Vor kurzem durfte ich das zweitälteste Handswerksunternehmen in unserer Stadt besuchen. Die „Eberswalder Orgelbauwerkstatt“ wurde im Jahr 1851 von Friedrich Kienscherf mit Sitz in der Jüdenstraße gegründet und ging durch die Hände mehrerer Generationen an die jetzigen Inhaber Andreas Mähnert und Harry Sander. Aktuell sind hier neben den beiden Geschäftsführern, zwei Gesellen und eine Auszubildende tätig. Ich habe bei diesem Besuch so viel erfahren dürfen, das würde für ganze fünf Berichte reichen…


In der Vergangenheit hatte die Orgelbauwerkstatt bis zu 10 Angestellte und gefüllte Auftragsbücher auf Jahre. Zwar hat die Orgelbauwerkstatt aktuell auch gut zu tun aber vor der eigentlichen Arbeit liegt immer sehr viel Papierkram und historische Recherche an, um Angebote erstellen zu können. Oft ist es sehr ungewiss ob Aufträge dann auch erteilt werden, denn dies hängt meist an den klammen Kassen der Kirchenbesitzer und der Vergabe von Fördermitteln.

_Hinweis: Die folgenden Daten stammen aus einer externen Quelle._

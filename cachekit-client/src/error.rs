//! Error types for the cachekit client.

use thiserror::Error;

/// Errors that can occur when using the cachekit client.
#[derive(Error, Debug)]
pub enum Error {
    /// Failure in the underlying cache access layer
    #[error("cache error: {0}")]
    Cache(#[from] cachekit_core::CacheError),

    /// A stored value was not valid UTF-8
    #[error("stored value is not valid UTF-8: {0}")]
    InvalidUtf8(#[from] std::string::FromUtf8Error),

    /// JSON serialization error (requires the `json` feature)
    #[cfg(feature = "json")]
    #[error("serialization error: {0}")]
    Serialization(#[source] serde_json::Error),

    /// JSON deserialization error (requires the `json` feature)
    #[cfg(feature = "json")]
    #[error("deserialization error: {0}")]
    Deserialization(#[source] serde_json::Error),
}

impl Error {
    /// Returns `true` if this error came from the connection to the server.
    pub fn is_connection_error(&self) -> bool {
        matches!(
            self,
            Error::Cache(cachekit_core::CacheError::Connection(_))
        )
    }
}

Was mir besonders imponiert hat, war die unwahrscheinlich vielfältige Handwerksarbeit, die im Unternehmen geleistet wird. Bei klassischer Tischlereiarbeit mit Holz wird hier über Metall und Leder auch Knochen und vieles mehr bearbeitet.

Aktuell wird in der Werkstatt eine Orgel aus Schottland für die Sanierung der Prenzlauer Kirche aufgearbeitet. Die Technik, die in solch einer imposanten Orgel steckt, ist schlichtweg beeindruckend. Und warum hier eine kleine Orgel „Wartburg-Orgel“ heißt, kann ich vielleicht ein anderes Mal erzählen.

Ich wünsche der Orgelbauwerkstatt alles Gute für die Zukunft, denn solche Klein- und mittelständischen Unternehmen bilden das Rückgrat unserer Wirtschaft in der Stadt und sind gar nicht hoch genug zu würdigen.

Ich bedanke mich sehr herzlich bei Herrn Sander und Herrn Mähnert für diesen sehr interessanten Einblick in ein tolles Handwerk.